# What is Curtis doing



## tom_in_orl (Dec 9, 2006)

I wonder if that was taken just before he got pulled over?

[smiley=all_coholic.gif] *+* [smiley=carcrash.gif] *=* [smiley=jail.gif]


----------



## costefishnt (Dec 11, 2006)

yes, it was.....

nice boat shiner!


----------



## Guest (Aug 7, 2007)

Looks like he is break'n her in right.  [smiley=1-beer.gif] At least the "bheer holder" is in the right place.


----------



## gheenoeguy (Mar 27, 2007)

Shinerkiller, very sweet ride. Congrats


----------



## MATT (Apr 30, 2007)

Joel, That boat and color would look real good behind my Chevrolet...Want to trade ?
Then your LT-25 and your NMZ would be a matching set.


----------



## Guest (Aug 8, 2007)

Hey! I took at pic! Anyway...When you comein to get her?


----------



## Lil_Tate (Dec 18, 2006)

Joel,
Pick up my hooks from Clark while you are up there....... :


----------



## mygheenoe1 (Dec 18, 2006)

dean i pick them up already there are on ebay right now


----------



## Lil_Tate (Dec 18, 2006)

> dean i pick them up already there are on ebay right now


just give me the name on the package so I can order my own.....please


----------



## JRH (Mar 18, 2007)

> At least the "bheer holder" is in the right place.



[smiley=watching-you.gif]
[smiley=watching-you.gif]


----------



## Shinerkiller (Dec 12, 2006)

Going next week either wed or thurs. Dean no problem I will get them for you. Here is a pic that Pugar took.


----------



## Lil_Tate (Dec 18, 2006)

damm that boat is sexy...
congrats Shiner...
when u gonna break her in right with some mingo fish slime?


----------



## Lil_Tate (Dec 18, 2006)

SK, shoot me a PM . How much did u pay for the wireless troller?


----------



## tom_in_orl (Dec 9, 2006)

That boat is sweet! Saw it at the shop the other day and drooled all over it.


----------



## MATT (Apr 30, 2007)

Sitting nice in the water....Love that tm..still open for the trade!!!


----------



## gheenoeguy (Mar 27, 2007)

Your giving me that new boat sickness. Should I go for my 3rd Gheenoe? Or should I wait for the Lowtide 40. When I bought my 06 the new Lowtides came a short time after. CONGRATS!!!


----------



## Shinerkiller (Dec 12, 2006)

Hey Dean call me. Matt I'm on my six gheenoe and this is the set up I've wanted for 3 years. I am officially done buying and selling gheenoes. I finally have what I want a Lowtide 25 and a NMZ for those places you can't take a trailer.


----------



## MATT (Apr 30, 2007)

I want to be you when i grow up...


----------



## gheenoeguy (Mar 27, 2007)

I hope my wife isn't jealous. I found my new love. And I'll bet you she won't even argue back.


----------



## Shinerkiller (Dec 12, 2006)

My wife has no idea how much I have invested into these boats. : :If she finds out I'm in trouble.


----------



## Lil_Tate (Dec 18, 2006)

here is a safe rule to go go by SK. Tell your wife you spent half of what you actually spent.
So $900 for new trolling motor, wife thinks you spent $450.......This saves lots of arguements with my wife.


----------



## tom_in_orl (Dec 9, 2006)

Mine goes like this ;D

ME: Hey baby, its about time for me to upgrade my boat......
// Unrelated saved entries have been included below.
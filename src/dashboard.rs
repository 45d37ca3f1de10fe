use serde::Serialize;

use crate::api::ApiClient;
use crate::error::Result;

/// Record counts shown on the dashboard.
#[derive(Debug, Clone, Copy, Default, PartialEq, Eq, Serialize)]
#[serde(rename_all = "camelCase")]
pub struct DashboardStats {
    pub universities_count: u64,
    pub courses_count: u64,
    pub events_count: u64,
}

impl DashboardStats {
    /// Fetches the three totals concurrently; any failure fails the whole dashboard.
    pub async fn fetch(client: &ApiClient) -> Result<Self> {
        let universities = client.universities();
        let courses = client.courses();
        let events = client.events();

        let (universities_count, courses_count, events_count) =
            tokio::try_join!(universities.count(), courses.count(), events.count())?;

        Ok(Self {
            universities_count,
            courses_count,
            events_count,
        })
    }
}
WIFE: You sure? We could really use new wood floors? (Pause)

WIFE: What do you want now? How much?

ME: Its called a Hells Bay Professional. I think when its complete it will be around $40K 

(very long pause)

WIFE: We can not afford to do that and get new floors. (she is sounding upset now)

ME: I understand. (walk away disappointed)

(wait 30 minutes - 2 hours)

ME: I have another idea for my new boat?

WIFE: (makes Marge Simpson sound) HHHHHMMMMMMMMMM

ME: I think there is a boat I could get for somewhere around $7,500 - $10,000.

WIFE: Oh really? Whats it called? Can I still do the floors?

ME: Its a (insert favorite microskiff). I like your idea for new floors too.

WIFE: Deal


----------



## phishphood (Dec 15, 2006)

Words of a seasoned veteran Tom. Well done.


----------